PROBLEM DESCRIPTION - Your answer must be the lines of the entries below, exactly as written, from the first line through the line containing "global effective-utilization factor.".

= = = = =

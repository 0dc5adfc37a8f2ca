use std::sync::Arc;

use super::super::command::CommandRunner;
use super::super::error::ProbeFailure;
use super::super::types::{MetricKind, RawReading, Sample};
use super::ioreg::{query_class, IoregEntry};
use super::Probe;

const ACCELERATOR_CLASS: &str = "IOAccelerator";
const RENDERER_UTILIZATION_KEYS: &[&str] = &["Renderer Utilization %"];
const DEVICE_UTILIZATION_KEYS: &[&str] = &["Device Utilization %", "GPU Activity(%)"];

/// Divisor for device utilization when no renderer figure is published.
pub const DEVICE_UTILIZATION_DERATE: f64 = 3.5;
/// Applied to every raw figure. Empirically tuned, not hardware-specific.
pub const EFFECTIVE_UTILIZATION_FACTOR: f64 = 0.4;

/// Heuristic GPU load from the accelerator performance statistics.
///
/// This is an approximation, not a precise utilization metric.
pub struct GpuProbe {
    runner: Arc<dyn CommandRunner>,
}

impl GpuProbe {
    pub fn new(runner: Arc<dyn CommandRunner>) -> Self {
        GpuProbe { runner }
    }
}

impl Probe for GpuProbe {
    fn kind(&self) -> MetricKind {
        MetricKind::Gpu
    }

    fn sample(&self) -> Result<Sample, ProbeFailure> {
        let entries = query_class(self.runner.as_ref(), ACCELERATOR_CLASS)?;
        if entries.is_empty() {
            return Ok(Sample::new("ioreg::IOAccelerator(none)", RawReading::Gpu(0.0)));
        }
        let usage = entries
            .iter()
            .filter_map(accelerator_utilization)
            .fold(None, |best: Option<f64>, u| Some(best.map_or(u, |b| b.max(u))))
            .ok_or_else(|| ProbeFailure::no_data("accelerator has no performance statistics"))?;
        Ok(Sample::new("ioreg::IOAccelerator", RawReading::Gpu(usage)))
    }
}

fn accelerator_utilization(entry: &IoregEntry) -> Option<f64> {
    gpu_utilization(
        entry.first_number(RENDERER_UTILIZATION_KEYS),
        entry.first_number(DEVICE_UTILIZATION_KEYS),
    )
}

/// Renderer utilization when present, else derated device utilization, then
/// the global effective-utilization factor.
pub fn gpu_utilization(renderer: Option<u64>, device: Option<u64>) -> Option<f64> {
    let raw = match (renderer, device) {
        (Some(renderer), _) => renderer as f64,
        (None, Some(device)) => device as f64 / DEVICE_UTILIZATION_DERATE,
        (None, None) => return None,
    };
    Some((raw * EFFECTIVE_UTILIZATION_FACTOR).clamp(0.0, 100.0))
}
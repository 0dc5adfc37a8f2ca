use std::collections::HashMap;
use std::time::Duration;

use chrono::Utc;
use tokio::sync::RwLock;

use super::error::ProbeFailure;
use super::types::{FailurePolicy, MetricKind, MetricSnapshot, MetricValue};

/// Last published snapshot per metric kind.
///
/// Every update replaces a whole snapshot under the write lock, so readers
/// see either the old or the new one, never a mix. Concurrent updates for
/// the same kind resolve as last write wins.
pub struct SnapshotPublisher {
    snapshots: RwLock<HashMap<MetricKind, MetricSnapshot>>,
}

impl SnapshotPublisher {
    pub fn new() -> Self {
        let initial = MetricKind::ALL
            .iter()
            .map(|kind| (*kind, MetricSnapshot::initial(*kind)))
            .collect();
        SnapshotPublisher {
            snapshots: RwLock::new(initial),
        }
    }

    pub async fn publish_success(
        &self,
        kind: MetricKind,
        value: MetricValue,
        source: &str,
        latency: Duration,
    ) {
        let snapshot = MetricSnapshot::fresh(kind, value, source, latency);
        self.snapshots.write().await.insert(kind, snapshot);
    }

    /// Records a failed probe according to the kind's failure policy.
    pub async fn publish_failure(&self, kind: MetricKind, failure: &ProbeFailure, latency: Duration) {
        let mut guard = self.snapshots.write().await;
        let previous = guard
            .remove(&kind)
            .unwrap_or_else(|| MetricSnapshot::initial(kind));

        let value = match kind.failure_policy() {
            FailurePolicy::RetainLast => previous.value,
            FailurePolicy::ResetToDefault => MetricValue::default_for(kind),
        };
        let snapshot = MetricSnapshot {
            kind,
            value,
            updated_at: Utc::now(),
            last_success: previous.last_success,
            source: previous.source,
            latency_ms: latency.as_millis().min(u32::MAX as u128) as u32,
            error: Some(failure.to_string()),
        };
        guard.insert(kind, snapshot);
    }

    pub async fn snapshot(&self, kind: MetricKind) -> MetricSnapshot {
        self.snapshots
            .read()
            .await
            .get(&kind)
            .cloned()
            .unwrap_or_else(|| MetricSnapshot::initial(kind))
    }

    /// All snapshots, ordered by kind.
    pub async fn all(&self) -> Vec<MetricSnapshot> {
        let guard = self.snapshots.read().await;
        let mut all: Vec<MetricSnapshot> = guard.values().cloned().collect();
        all.sort_by_key(|s| s.kind);
        all
    }
}

impl Default for SnapshotPublisher {
    fn default() -> Self {
        Self::new()
    }
}
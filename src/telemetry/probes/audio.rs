use std::sync::Arc;

use super::super::error::ProbeFailure;
use super::super::types::{AudioLevel, MetricKind, RawReading, Sample};
use super::Probe;

#[derive(Clone, Copy, Debug, PartialEq, Eq)]
pub enum AudioDirection {
    Output,
    Input,
}

impl AudioDirection {
    pub fn kind(&self) -> MetricKind {
        match self {
            AudioDirection::Output => MetricKind::Volume,
            AudioDirection::Input => MetricKind::Mic,
        }
    }
}

/// Volume and mute of the default output and input devices.
///
/// Writes are best effort: they report success only when a settable
/// property was found and written.
pub trait AudioBackend: Send + Sync {
    fn read(&self, direction: AudioDirection) -> Result<AudioLevel, ProbeFailure>;
    fn set_volume(&self, direction: AudioDirection, level: f32) -> bool;
    fn set_muted(&self, direction: AudioDirection, muted: bool) -> bool;
}

pub struct AudioProbe {
    direction: AudioDirection,
    backend: Arc<dyn AudioBackend>,
}

impl AudioProbe {
    pub fn new(direction: AudioDirection, backend: Arc<dyn AudioBackend>) -> Self {
        AudioProbe { direction, backend }
    }
}

impl Probe for AudioProbe {
    fn kind(&self) -> MetricKind {
        self.direction.kind()
    }

    fn sample(&self) -> Result<Sample, ProbeFailure> {
        let level = self.backend.read(self.direction)?;
        let reading = match self.direction {
            AudioDirection::Output => RawReading::Volume(level),
            AudioDirection::Input => RawReading::Mic(level),
        };
        Ok(Sample::new("coreaudio", reading))
    }
}

/// Main-channel scalar when the device exposes one, else the mean of the
/// left and right channels that do.
pub fn combine_channels(main: Option<f32>, left: Option<f32>, right: Option<f32>) -> Option<f32> {
    if let Some(main) = main {
        return Some(main.clamp(0.0, 1.0));
    }
    let channels: Vec<f32> = [left, right].into_iter().flatten().collect();
    if channels.is_empty() {
        return None;
    }
    let mean = channels.iter().sum::<f32>() / channels.len() as f32;
    Some(mean.clamp(0.0, 1.0))
}

/// CoreAudio-backed implementation for the default devices.
#[derive(Default)]
pub struct CoreAudioBackend;

impl CoreAudioBackend {
    pub fn new() -> Self {
        CoreAudioBackend
    }
}

#[cfg(target_os = "macos")]
mod coreaudio {
    use std::ffi::c_void;
    use std::mem::size_of;
    use std::ptr;

    use super::AudioDirection;

    #[repr(C)]
    pub struct AudioObjectPropertyAddress {
        pub selector: u32,
        pub scope: u32,
        pub element: u32,
    }

    const SYSTEM_OBJECT: u32 = 1;
    const DEFAULT_OUTPUT_DEVICE: u32 = 0x644F7574; // 'dOut'
    const DEFAULT_INPUT_DEVICE: u32 = 0x64496E20; // 'dIn '
    pub const VOLUME_SCALAR: u32 = 0x766F6C6D; // 'volm'
    pub const MUTE: u32 = 0x6D757465; // 'mute'
    const SCOPE_GLOBAL: u32 = 0x676C6F62; // 'glob'
    const SCOPE_OUTPUT: u32 = 0x6F757470; // 'outp'
    const SCOPE_INPUT: u32 = 0x696E7074; // 'inpt'
    pub const ELEMENT_MAIN: u32 = 0;

    #[link(name = "CoreAudio", kind = "framework")]
    extern "C" {
        fn AudioObjectHasProperty(object_id: u32, address: *const AudioObjectPropertyAddress) -> u8;
        fn AudioObjectIsPropertySettable(
            object_id: u32,
            address: *const AudioObjectPropertyAddress,
            settable: *mut u8,
        ) -> i32;
        fn AudioObjectGetPropertyData(
            object_id: u32,
            address: *const AudioObjectPropertyAddress,
            qualifier_data_size: u32,
            qualifier_data: *const c_void,
            data_size: *mut u32,
            data: *mut c_void,
        ) -> i32;
        fn AudioObjectSetPropertyData(
            object_id: u32,
            address: *const AudioObjectPropertyAddress,
            qualifier_data_size: u32,
            qualifier_data: *const c_void,
            data_size: u32,
            data: *const c_void,
        ) -> i32;
    }

    fn scope(direction: AudioDirection) -> u32 {
        match direction {
            AudioDirection::Output => SCOPE_OUTPUT,
            AudioDirection::Input => SCOPE_INPUT,
        }
    }

    fn address(selector: u32, scope: u32, element: u32) -> AudioObjectPropertyAddress {
        AudioObjectPropertyAddress {
            selector,
            scope,
            element,
        }
    }

    /// Default device for `direction`, `None` when there is none.
    pub fn default_device(direction: AudioDirection) -> Option<u32> {
        let selector = match direction {
            AudioDirection::Output => DEFAULT_OUTPUT_DEVICE,
            AudioDirection::Input => DEFAULT_INPUT_DEVICE,
        };
        let addr = address(selector, SCOPE_GLOBAL, ELEMENT_MAIN);
        let mut device: u32 = 0;
        let mut size = size_of::<u32>() as u32;
        let status = unsafe {
            AudioObjectGetPropertyData(
                SYSTEM_OBJECT,
                &addr,
                0,
                ptr::null(),
                &mut size,
                &mut device as *mut u32 as *mut c_void,
            )
        };
        (status == 0 && device != 0).then_some(device)
    }

    pub fn read_f32(device: u32, direction: AudioDirection, selector: u32, element: u32) -> Option<f32> {
        let addr = address(selector, scope(direction), element);
        if unsafe { AudioObjectHasProperty(device, &addr) } == 0 {
            return None;
        }
        let mut value: f32 = 0.0;
        let mut size = size_of::<f32>() as u32;
        let status = unsafe {
            AudioObjectGetPropertyData(
                device,
                &addr,
                0,
                ptr::null(),
                &mut size,
                &mut value as *mut f32 as *mut c_void,
            )
        };
        (status == 0).then_some(value)
    }

    pub fn read_u32(device: u32, direction: AudioDirection, selector: u32, element: u32) -> Option<u32> {
        let addr = address(selector, scope(direction), element);
        if unsafe { AudioObjectHasProperty(device, &addr) } == 0 {
            return None;
        }
        let mut value: u32 = 0;
        let mut size = size_of::<u32>() as u32;
        let status = unsafe {
            AudioObjectGetPropertyData(
                device,
                &addr,
                0,
                ptr::null(),
                &mut size,
                &mut value as *mut u32 as *mut c_void,
            )
        };
        (status == 0).then_some(value)
    }

    fn settable(device: u32, addr: &AudioObjectPropertyAddress) -> bool {
        if unsafe { AudioObjectHasProperty(device, addr) } == 0 {
            return false;
        }
        let mut settable: u8 = 0;
        let status = unsafe { AudioObjectIsPropertySettable(device, addr, &mut settable) };
        status == 0 && settable != 0
    }

    /// Writes `value` if the property exists and is settable.
    pub fn write<T: Copy>(
        device: u32,
        direction: AudioDirection,
        selector: u32,
        element: u32,
        value: T,
    ) -> bool {
        let addr = address(selector, scope(direction), element);
        if !settable(device, &addr) {
            return false;
        }
        let status = unsafe {
            AudioObjectSetPropertyData(
                device,
                &addr,
                0,
                ptr::null(),
                size_of::<T>() as u32,
                &value as *const T as *const c_void,
            )
        };
        status == 0
    }
}

#[cfg(target_os = "macos")]
impl AudioBackend for CoreAudioBackend {
    fn read(&self, direction: AudioDirection) -> Result<AudioLevel, ProbeFailure> {
        use coreaudio::*;

        let device = default_device(direction)
            .ok_or_else(|| ProbeFailure::no_data("no default audio device"))?;
        let level = combine_channels(
            read_f32(device, direction, VOLUME_SCALAR, ELEMENT_MAIN),
            read_f32(device, direction, VOLUME_SCALAR, 1),
            read_f32(device, direction, VOLUME_SCALAR, 2),
        )
        .ok_or_else(|| ProbeFailure::no_data("device has no volume control"))?;
        let muted = read_u32(device, direction, MUTE, ELEMENT_MAIN).unwrap_or(0) != 0;
        Ok(AudioLevel { level, muted })
    }

    fn set_volume(&self, direction: AudioDirection, level: f32) -> bool {
        use coreaudio::*;

        let Some(device) = default_device(direction) else {
            return false;
        };
        let level = level.clamp(0.0, 1.0);
        if write(device, direction, VOLUME_SCALAR, ELEMENT_MAIN, level) {
            return true;
        }
        // Devices without a main control expose per-channel scalars.
        let left = write(device, direction, VOLUME_SCALAR, 1, level);
        let right = write(device, direction, VOLUME_SCALAR, 2, level);
        left || right
    }

    fn set_muted(&self, direction: AudioDirection, muted: bool) -> bool {
        use coreaudio::*;

        let Some(device) = default_device(direction) else {
            return false;
        };
        write(device, direction, MUTE, ELEMENT_MAIN, muted as u32)
    }
}

#[cfg(not(target_os = "macos"))]
impl AudioBackend for CoreAudioBackend {
    fn read(&self, _direction: AudioDirection) -> Result<AudioLevel, ProbeFailure> {
        Err(ProbeFailure::Unsupported("coreaudio"))
    }

    fn set_volume(&self, _direction: AudioDirection, _level: f32) -> bool {
        false
    }

    fn set_muted(&self, _direction: AudioDirection, _muted: bool) -> bool {
        false
    }
}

= = = = =

TASK RESULT -
repository 0dc5adfc37a8f2ca
use std::sync::Arc;

use super::super::command::CommandRunner;
use super::super::error::ProbeFailure;
use super::super::types::{MetricKind, RawReading, Sample};
use super::ioreg::{query_class, IoregEntry};
use super::Probe;

const ACCELERATOR_CLASS: &str = "IOAccelerator";
const RENDERER_UTILIZATION_KEYS: &[&str] = &["Renderer Utilization %"];
const DEVICE_UTILIZATION_KEYS: &[&str] = &["Device Utilization %", "GPU Activity(%)"];

/// Divisor for device utilization when no renderer figure is published.
pub const DEVICE_UTILIZATION_DERATE: f64 = 3.5;
/// Applied to every raw figure. Empirically tuned, not hardware-specific.
pub const EFFECTIVE_UTILIZATION_FACTOR: f64 = 0.4;

/// Heuristic GPU load from the accelerator performance statistics.
///
/// This is an approximation, not a precise utilization metric.
pub struct GpuProbe {
    runner: Arc<dyn CommandRunner>,
}

impl GpuProbe {
    pub fn new(runner: Arc<dyn CommandRunner>) -> Self {
        GpuProbe { runner }
    }
}

impl Probe for GpuProbe {
    fn kind(&self) -> MetricKind {
        MetricKind::Gpu
    }

    fn sample(&self) -> Result<Sample, ProbeFailure> {
        let entries = query_class(self.runner.as_ref(), ACCELERATOR_CLASS)?;
        if entries.is_empty() {
            return Ok(Sample::new("ioreg::IOAccelerator(none)", RawReading::Gpu(0.0)));
        }
        let usage = entries
            .iter()
            .filter_map(accelerator_utilization)
            .fold(None, |best: Option<f64>, u| Some(best.map_or(u, |b| b.max(u))))
            .ok_or_else(|| ProbeFailure::no_data("accelerator has no performance statistics"))?;
        Ok(Sample::new("ioreg::IOAccelerator", RawReading::Gpu(usage)))
    }
}

fn accelerator_utilization(entry: &IoregEntry) -> Option<f64> {
    gpu_utilization(
        entry.first_number(RENDERER_UTILIZATION_KEYS),
        entry.first_number(DEVICE_UTILIZATION_KEYS),
    )
}

/// Renderer utilization when present, else derated device utilization, then
/// the global effective-utilization factor.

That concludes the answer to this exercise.